BEGIN Entries supplied

use console::style;
use durastream::start_server;
use tracing_subscriber::EnvFilter;

use crate::Context;

#[derive(Debug, Clone, PartialEq, clap::Args)]
pub struct RunCommand {
    /// Port to run the server on (overrides the manifest)
    #[arg(long, env = "DURASTREAM_PORT")]
    pub port: Option<u16>,

    /// Host to bind to (overrides the manifest)
    #[arg(long, env = "DURASTREAM_HOST")]
    pub host: Option<String>,

    /// Bearer token for the project admin routes
    #[arg(long, env = "DURASTREAM_ADMIN_TOKEN", hide_env_values = true)]
    pub admin_token: Option<String>,

    /// Default long-poll wait in milliseconds
    #[arg(long)]
    pub long_poll_timeout_ms: Option<u64>,
}

impl RunCommand {
    pub async fn execute(&self, ctx: &Context) -> anyhow::Result<()> {
        let mut options = ctx.manifest.options.clone();
        if let Some(port) = self.port {
            options.port = port;
        }
        if let Some(host) = &self.host {
            options.host = host.clone();
        }
        if let Some(token) = &self.admin_token {
            options.admin_token = Some(token.clone());
        }
        if let Some(timeout) = self.long_poll_timeout_ms {
            options.long_poll_timeout_ms = timeout;
        }

        println!();
        println!("{}{}", style("dura").white(), style("stream").green());
        println!("{}", style("Starting durable streams server").dim());
        println!();

        let mode = if options.projects.is_empty() {
            "open (no projects configured)".to_string()
        } else {
            format!("{} projects", options.projects.len())
        };
        println!("{} {}", style("Mode").dim(), mode);
        println!("{} {}", style("Listen").dim(), options.bind_address());
        println!();

        println!("{}", style("Endpoints").dim());
        let base = format!("http://{}", options.bind_address());
        println!("  PUT|POST|GET|HEAD|DELETE {base}/v1/stream/{{id}}");
        println!("  POST {base}/v1/publish/{{id}}");
        println!("  POST|GET {base}/v1/subscribe/{{id}}");
        println!("  GET|DELETE {base}/v1/sessions/{{sid}}");
        println!("  GET {base}/health");
        println!();
        println!("{}", style("Press Ctrl+C to stop").dim());
        println!();

        tracing_subscriber::fmt()
            .with_env_filter(
                EnvFilter::try_from_default_env()
                    .unwrap_or_else(|_| EnvFilter::new("info,durastream=info")),
            )
            .init();

        start_server(options).await?;
        Ok(())
    }
}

END Entries supplied

What you should do =
Restate the tail of the listing word for word, beginning at the line containing "options.long_poll_timeout_ms = timeout;".

Written reply =
            options.long_poll_timeout_ms = timeout;
        }

        println!();
        println!("{}{}", style("dura").white(), style("stream").green());
        println!("{}", style("Starting durable streams server").dim());
        println!();

        let mode = if options.projects.is_empty() {
            "open (no projects configured)".to_string()
        } else {
            format!("{} projects", options.projects.len())
        };
        println!("{} {}", style("Mode").dim(), mode);
        println!("{} {}", style("Listen").dim(), options.bind_address());
        println!();

        println!("{}", style("Endpoints").dim());
        let base = format!("http://{}", options.bind_address());
        println!("  PUT|POST|GET|HEAD|DELETE {base}/v1/stream/{{id}}");
        println!("  POST {base}/v1/publish/{{id}}");
        println!("  POST|GET {base}/v1/subscribe/{{id}}");
        println!("  GET|DELETE {base}/v1/sessions/{{sid}}");
        println!("  GET {base}/health");
        println!();
        println!("{}", style("Press Ctrl+C to stop").dim());
        println!();

        tracing_subscriber::fmt()
            .with_env_filter(
                EnvFilter::try_from_default_env()
                    .unwrap_or_else(|_| EnvFilter::new("info,durastream=info")),
            )
            .init();

        start_server(options).await?;
        Ok(())
    }
}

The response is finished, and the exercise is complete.